« Toutouyoutou », une séance d’aérobic émancipatrice sur fond d’espionnage aéronotautique
EIGHTIES•« Toutouyoutou » suit l'émancipation de quatre femmes au foyer toulousaines grâce à la découverte de l'aérobic au début des années 1980Anne Demoulin
L'essentiel
- OCS lance ce jeudi à 21h, Toutouyoutou, une série sur quatre femmes qui découvrent l’aérobic au début des années 1980.
- Et si leur prof d’aérobic était plus intéressée par l’aéronautique ? Est-elle une espionne ?
- Maxime Donzel, le cocréateur de la série, et Julien Patry, le réalisateur parlent à 20 Minutes de cette histoire d’émancipation féminine qui mêle astucieusement aérobic et aéronautique.
Après 3615 Monique, dramédie geek pour les nostalgiques du Minitel… rose, OCS joue à nouveau la carte de la nostalgie des années 1980 avec sa nouvelle série signature, Toutouyoutou. Un titre qui fait bien évidemment référence au fameux générique de l’émission culte Gym Tonic, lancée en 1982 sur Antenne 2, où Véronique et Davina donnaient rendez-vous aux sportifs du dimanche pour une séance d’aérobic endiablée. Lancée ce jeudi à 21h sur OCS Max, cette série créée par Géraldine de Margerie et Maxime Donzel (le duo derrière l’hilarant format court Tutotal) et réalisée par Julien Patry, embarque les spectateurs au début des années 1980, à Blagnac, dans la région toulousaine, pour une séance d’aérobic émancipatrice sur fond d’espionnage.
On y suit Karine (Claire Dumas), 40 ans, mère de famille docile et discrète, voit sa vie bouleversée par la découverte de l’aérobic. Animé par la charismatique Jane (Alexia Barlier), tout droit débarquée de son Texas natal, le cours du jeudi soir devient pour Karine et ses copines une planche de salut. « Notre objectif était de raconter l’émancipation féminine au travers de quatre destins, quatre personnages et l’irruption de cette Américaine, ce personnage un peu irréel, et de montrer comment ce sport allait avoir un impact sur leur vie », raconte Maxime Donzel, que 20 Minutes a rencontré au festival Séries Mania.
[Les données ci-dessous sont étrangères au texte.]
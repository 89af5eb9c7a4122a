// conform/src/single.rs

use std::path::Path;

use crate::{
    config::Config,
    error::{ConformError, Result},
    schema_source::{read_json, SchemaSource},
    validator::{CompiledValidator, ValidationOutcome},
};

/// Validate one document. Every failure to get as far as validating is fatal:
/// missing schema or input, malformed JSON in either, or a schema that does
/// not compile.
pub fn validate_file(cfg: &Config, base_dir: &Path, input: &Path) -> Result<ValidationOutcome> {
    let schema_path = cfg.schema_path(base_dir);
    if !schema_path.is_file() {
        return Err(ConformError::NotFound { what: "Schema", path: schema_path });
    }
    if !input.is_file() {
        return Err(ConformError::NotFound { what: "Input JSON", path: input.to_path_buf() });
    }
    let schema = SchemaSource::load(&schema_path)?;
    let data = read_json(input, "Input JSON")?;
    let validator = CompiledValidator::compile(&schema, &cfg.validator_options())?;
    let outcome = validator.check(&data);
    tracing::info!(path = %input.display(), valid = outcome.is_valid, violations = outcome.violations.len(), "validated");
    Ok(outcome)
}
use anyhow::{ensure, Context, Result};
use regex::Regex;
use tracing::debug;

#[derive(Clone, Copy, Debug, PartialEq)]
struct Cuboid {min: [i64; 3], max: [i64; 3]}

impl Cuboid {
    fn intersect(&self, other: &Cuboid) -> Option<Cuboid> {
        let min = [0, 1, 2].map(|a| self.min[a].max(other.min[a]));
        let max = [0, 1, 2].map(|a| self.max[a].min(other.max[a]));
        (0 .. 3).all(|a| min[a] <= max[a]).then_some(Cuboid {min, max})
    }

    fn volume(&self) -> i64 {
        (0 .. 3).map(|a| self.max[a] - self.min[a] + 1).product()
    }
}

/// Cuboids with a sign; the lit volume is the signed sum of their volumes.
#[derive(Default)]
struct Reactor {parts: Vec<(Cuboid, i64)>}

impl Reactor {
    fn set(&mut self, cuboid: Cuboid, on: bool) {
        let overlaps = self.parts.iter()
            .filter_map(|(c, sign)| c.intersect(&cuboid).map(|i| (i, -sign)))
            .collect::<Vec<_>>();
        self.parts.extend(overlaps);
        if on {self.parts.push((cuboid, 1))}
    }

    fn lit(&self) -> i64 {
        self.parts.iter().map(|(c, sign)| c.volume() * sign).sum()
    }
}

pub fn day22(part: u8, input: &str) -> Result<String> {
    let re = Regex::new(r"^(on|off) x=(-?\d+)\.\.(-?\d+),y=(-?\d+)\.\.(-?\d+),z=(-?\d+)\.\.(-?\d+)$")?;
    let region = Cuboid {min: [-50; 3], max: [50; 3]};
    let mut reactor = Reactor::default();
    for line in input.trim().lines() {
        let caps = re.captures(line.trim()).with_context(|| format!("bad reboot step {}", line))?;
        let n = (2usize ..= 7).map(|i| caps[i].parse::<i64>()).collect::<Result<Vec<_>, _>>()?;
        let cuboid = Cuboid {min: [n[0], n[2], n[4]], max: [n[1], n[3], n[5]]};
        ensure!((0 .. 3).all(|a| cuboid.min[a] <= cuboid.max[a]), "reversed range in {}", line);
        let cuboid = if part == 1 {
            match cuboid.intersect(&region) {Some(c) => c, None => continue}
        } else {cuboid};
        reactor.set(cuboid, &caps[1] == "on");
    }
    debug!(cuboids = reactor.parts.len(), "reboot finished");
    Ok(reactor.lit().to_string())
}
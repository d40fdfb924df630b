use anyhow::{ensure, Context, Result};
use crate::util::parse_csv;

struct Board {
    cells: [u32; 25],
    marked: u32,
    won: bool,
}

impl Board {
    /// Marks `n` and reports whether this completed a row or column.
    fn mark(&mut self, n: u32) -> bool {
        for i in (0 .. 25).filter(|&i| self.cells[i] == n) {self.marked |= 1 << i}
        let row = 0b11111;
        let col = 0b00001_00001_00001_00001_00001;
        (0 .. 5).any(|k| self.marked & (row << (5 * k)) == row << (5 * k) ||
                         self.marked & (col << k) == col << k)
    }

    fn unmarked_sum(&self) -> u32 {
        (0 .. 25).filter(|i| self.marked & (1 << i) == 0).map(|i| self.cells[i]).sum()
    }
}

pub fn day4(part: u8, input: &str) -> Result<String> {
    let mut blocks = input.trim().split("\n\n");
    let draws: Vec<u32> = parse_csv(blocks.next().context("missing draw order")?)?;
    let mut boards = blocks.map(|block| {
        let nums = block.split_whitespace()
            .map(|s| s.parse::<u32>().with_context(|| format!("bad board number {:?}", s)))
            .collect::<Result<Vec<_>>>()?;
        ensure!(nums.len() == 25, "board has {} numbers, expected 25", nums.len());
        let mut cells = [0; 25];
        cells.copy_from_slice(&nums);
        Ok(Board {cells, marked: 0, won: false})
    }).collect::<Result<Vec<_>>>()?;

    let mut scores = vec![];
    for &n in &draws {
        for board in boards.iter_mut().filter(|board| !board.won) {
            if board.mark(n) {
                board.won = true;
                scores.push(board.unmarked_sum() * n);
            }
        }
    }
    let score = if part == 1 {scores.first()} else {scores.last()};
    Ok(score.context("no board ever wins")?.to_string())
}
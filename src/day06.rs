use anyhow::{ensure, Result};
use crate::util::parse_csv;

pub fn day6(part: u8, input: &str) -> Result<String> {
    let days = if part == 1 {80} else {256};
    let mut by_timer = [0u64; 9];
    for timer in parse_csv::<usize>(input)? {
        ensure!(timer < 9, "timer {} out of range", timer);
        by_timer[timer] += 1;
    }
    for _ in 0 .. days {
        by_timer.rotate_left(1);
        by_timer[6] += by_timer[8];
    }
    Ok(by_timer.iter().sum::<u64>().to_string())
}

#[cfg(test)]
mod tests {
    use super::*;

    #[test]
    fn example() {
        assert_eq!(day6(1, "3,4,3,1,2").unwrap(), "5934");
        assert_eq!(day6(2, "3,4,3,1,2").unwrap(), "26984457539");
    }
}
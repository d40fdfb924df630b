use anyhow::{ensure, Context, Result};
use regex::Regex;
use rustc_hash::FxHashMap;

pub fn day5(part: u8, input: &str) -> Result<String> {
    let re = Regex::new(r"^(\d+),(\d+) -> (\d+),(\d+)$")?;
    let mut covered = FxHashMap::<(i32, i32), u32>::default();
    for line in input.trim().lines() {
        let caps = re.captures(line.trim()).with_context(|| format!("cannot parse line {}", line))?;
        let [x1, y1, x2, y2] = [1usize, 2, 3, 4].map(|i| caps[i].parse::<i32>());
        let (x1, y1, x2, y2) = (x1?, y1?, x2?, y2?);
        let (dx, dy) = ((x2 - x1).signum(), (y2 - y1).signum());
        let len = (x2 - x1).abs().max((y2 - y1).abs());
        ensure!(
            dx == 0 || dy == 0 || (x2 - x1).abs() == (y2 - y1).abs(),
            "line {} is neither straight nor diagonal", line
        );
        if part == 1 && dx != 0 && dy != 0 {continue};
        for t in 0 ..= len {
            *covered.entry((x1 + t * dx, y1 + t * dy)).or_default() += 1;
        }
    }
    Ok(covered.values().filter(|&&n| n > 1).count().to_string())
}

#[cfg(test)]
mod tests {
    use super::*;

    const EXAMPLE: &str = "\
0,9 -> 5,9
8,0 -> 0,8
9,4 -> 3,4
2,2 -> 2,1
7,0 -> 7,4
6,4 -> 2,0
0,9 -> 2,9
3,4 -> 1,4
0,0 -> 8,8
5,5 -> 8,2
";

    #[test]
    fn example() {
        assert_eq!(day5(1, EXAMPLE).unwrap(), "5");
        assert_eq!(day5(2, EXAMPLE).unwrap(), "12");
    }

    #[test]
    fn odd_slope() {
        assert!(day5(2, "0,0 -> 2,1").is_err());
    }
}
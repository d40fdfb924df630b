use anyhow::{bail, ensure, Context, Result};
use itertools::Itertools;
use std::fmt;
use std::ops::Add;

#[derive(Clone, Debug, PartialEq)]
enum Snail {
    Regular(u32),
    Pair(Box<Snail>, Box<Snail>),
}

impl Snail {
    fn pair(left: Snail, right: Snail) -> Snail {Snail::Pair(Box::new(left), Box::new(right))}

    fn parse(s: &str) -> Result<Snail> {
        let bytes = s.trim().as_bytes();
        let mut at = 0;
        let snail = Snail::parse_at(bytes, &mut at)?;
        ensure!(at == bytes.len(), "trailing characters in {}", s);
        Ok(snail)
    }

    fn consume(bytes: &[u8], at: &mut usize, b: u8) -> Result<()> {
        ensure!(bytes.get(*at) == Some(&b), "expected {:?} at offset {}", b as char, at);
        *at += 1;
        Ok(())
    }

    fn parse_at(bytes: &[u8], at: &mut usize) -> Result<Snail> {
        match bytes.get(*at) {
            Some(b'[') => {
                Snail::consume(bytes, at, b'[')?;
                let left = Snail::parse_at(bytes, at)?;
                Snail::consume(bytes, at, b',')?;
                let right = Snail::parse_at(bytes, at)?;
                Snail::consume(bytes, at, b']')?;
                Ok(Snail::pair(left, right))
            }
            Some(b'0' ..= b'9') => {
                let mut n = 0;
                while let Some(&b @ b'0' ..= b'9') = bytes.get(*at) {
                    n = n * 10 + (b - b'0') as u32;
                    *at += 1;
                }
                Ok(Snail::Regular(n))
            }
            Some(&b) => bail!("unexpected {:?} at offset {}", b as char, at),
            None => bail!("snailfish number ends early")
        }
    }

    fn add_leftmost(&mut self, n: u32) {
        match self {
            Snail::Regular(x) => *x += n,
            Snail::Pair(left, _) => left.add_leftmost(n)
        }
    }

    fn add_rightmost(&mut self, n: u32) {
        match self {
            Snail::Regular(x) => *x += n,
            Snail::Pair(_, right) => right.add_rightmost(n)
        }
    }

    /// Explodes the leftmost pair nested four deep. Returns the values still to be
    /// added left and right of the position it came from.
    fn explode(&mut self, depth: usize) -> Option<(u32, u32)> {
        let Snail::Pair(left, right) = self else {return None};
        if depth >= 4 {
            if let (Snail::Regular(a), Snail::Regular(b)) = (&**left, &**right) {
                let carry = (*a, *b);
                *self = Snail::Regular(0);
                return Some(carry);
            }
        }
        if let Some((a, b)) = left.explode(depth + 1) {
            right.add_leftmost(b);
            return Some((a, 0));
        }
        if let Some((a, b)) = right.explode(depth + 1) {
            left.add_rightmost(a);
            return Some((0, b));
        }
        None
    }

    fn split(&mut self) -> bool {
        match self {
            Snail::Regular(n) if *n >= 10 => {
                let n = *n;
                *self = Snail::pair(Snail::Regular(n / 2), Snail::Regular((n + 1) / 2));
                true
            }
            Snail::Regular(_) => false,
            Snail::Pair(left, right) => left.split() || right.split()
        }
    }

    fn reduce(&mut self) {
        while self.explode(0).is_some() || self.split() {}
    }

    fn magnitude(&self) -> u64 {
        match self {
            Snail::Regular(n) => *n as u64,
            Snail::Pair(left, right) => 3 * left.magnitude() + 2 * right.magnitude()
        }
    }
}

impl Add for Snail {
    type Output = Snail;

    fn add(self, other: Snail) -> Snail {
        let mut sum = Snail::pair(self, other);
        sum.reduce();
        sum
    }
}

impl fmt::Display for Snail {
    fn fmt(&self, f: &mut fmt::Formatter) -> fmt::Result {
        match self {
            Snail::Regular(n) => write!(f, "{}", n),
            Snail::Pair(left, right) => write!(f, "[{},{}]", left, right)
        }
    }
}

pub fn day18(part: u8, input: &str) -> Result<String> {
    let numbers = input.trim().lines().map(Snail::parse).collect::<Result<Vec<_>>>()?;
    if part == 1 {
        let sum = numbers.into_iter().reduce(|a, b| a + b).context("no snailfish numbers")?;
        return Ok(sum.magnitude().to_string());
    }
    let best = numbers.iter().permutations(2)
        .map(|ab| (ab[0].clone() + ab[1].clone()).magnitude())
        .max()
        .context("need at least two snailfish numbers")?;
    Ok(best.to_string())
}
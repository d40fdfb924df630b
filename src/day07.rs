use anyhow::{Context, Result};
use itertools::{Itertools, MinMaxResult};
use crate::util::parse_csv;

pub fn day7(part: u8, input: &str) -> Result<String> {
    let mut crabs: Vec<i64> = parse_csv(input)?;
    if part == 1 {
        crabs.sort_unstable();
        let median = crabs[crabs.len() / 2];
        return Ok(crabs.iter().map(|c| (c - median).abs()).sum::<i64>().to_string());
    }
    let (min, max) = match crabs.iter().minmax() {
        MinMaxResult::NoElements => return Ok("0".to_string()),
        MinMaxResult::OneElement(&c) => (c, c),
        MinMaxResult::MinMax(&min, &max) => (min, max)
    };
    let fuel = (min ..= max).map(|target|
        crabs.iter().map(|c| {let n = (c - target).abs(); n * (n + 1) / 2}).sum::<i64>()
    ).min().context("no crabs")?;
    Ok(fuel.to_string())
}

#[cfg(test)]
mod tests {
    use super::*;

    #[test]
    fn example() {
        assert_eq!(day7(1, "16,1,2,0,4,2,7,1,2,14").unwrap(), "37");
        assert_eq!(day7(2, "16,1,2,0,4,2,7,1,2,14").unwrap(), "168");
    }
}
use anyhow::{bail, Result};

enum Verdict {Corrupted(u8), Incomplete(Vec<u8>)}

fn check(line: &str) -> Result<Verdict> {
    let mut stack = vec![];
    for b in line.bytes() {
        match b {
            b'(' => stack.push(b')'),
            b'[' => stack.push(b']'),
            b'{' => stack.push(b'}'),
            b'<' => stack.push(b'>'),
            b')' | b']' | b'}' | b'>' => if stack.pop() != Some(b) {return Ok(Verdict::Corrupted(b))},
            _ => bail!("unexpected character {:?} in {}", b as char, line)
        }
    }
    stack.reverse();
    Ok(Verdict::Incomplete(stack))
}

pub fn day10(part: u8, input: &str) -> Result<String> {
    let mut corrupted = 0u64;
    let mut completions = vec![];
    for line in input.trim().lines() {
        match check(line.trim())? {
            Verdict::Corrupted(b) => corrupted += match b {
                b')' => 3, b']' => 57, b'}' => 1197, _ => 25137
            },
            Verdict::Incomplete(closers) if !closers.is_empty() => completions.push(
                closers.iter().fold(0u64, |acc, c| acc * 5 + match c {
                    b')' => 1, b']' => 2, b'}' => 3, _ => 4
                })
            ),
            Verdict::Incomplete(_) => ()
        }
    }
    if part == 1 {return Ok(corrupted.to_string())};
    if completions.is_empty() {bail!("no incomplete lines")};
    completions.sort_unstable();
    Ok(completions[completions.len() / 2].to_string())
}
Et d’expliquer : « On parle beaucoup de l’histoire des pionnières, avec Karine, notre personnage principal, j’avais envie de parler de celles qui n’ont pas pu. J’ai été inspirée par le travail de Yuri Casalino, qui a travaillé sur un documentaire sur les femmes qu’on n’a pas laissées aller dans l’espace, qu’on n’a pas laissées être pilotes. Je trouve ces histoires passionnantes et elles me touchent presque encore plus profondément que celles des pionnières. »
« La libération de la femme par la fabrication d’un corps »
Avec l’aérobic, « on voulait parler de l’arrivée de l’américanisation de masse en France. Une nouvelle culture à double tranchant. Elle fait rêver et apporte des messages positifs d’émancipation, mais elle pousse aussi à l’individualisme, au libéralisme », souligne Maxime Donzel. « On est dans une sorte de vide incarné par l’Amérique libérale, on n’était pas dans du féminisme, mais dans la libération de la femme par la fabrication d’un corps », ajoute le réalisateur Julien Patry. « C’est deux mecs qui sont en train de vous dire cela. Géraldine de Margerie, la créatrice et coautrice de Toutouyoutou, n’a pas pu être avec nous, mais c’est évidemment un sujet qu’elle a beaucoup porté. On réalise l’ironie de la situation », s’excuse Maxime Donzel.
« De l’écriture à la finalisation, on a eu des équipes très mixtes, des femmes à la caméra, à l’électricité. Ce qui a créé une dynamique intéressante sur le tournage. On avait l’impression que ce qui se passait dans la série débordait un peu sur le tournage », souligne Julien Patry.
« Les femmes ne devaient pas suer »
« En France, le sujet de l’aérobic a été souvent ridiculisé, même si on le regarde avec affection. On voulait prendre ce sujet au sérieux. On voulait faire de l’humour, pas en se moquant de ce sport, mais avec des personnages drôles », précise Maxime Donzel. Même son de cloche, côté mise en scène : « avec Christine Guegan, la costumière, on ne voulait pas tomber dans le côté déguisement, mais être très précis sur les costumes. Là, on se permet un peu de too much, c’est dans le maquillage et les coiffures. »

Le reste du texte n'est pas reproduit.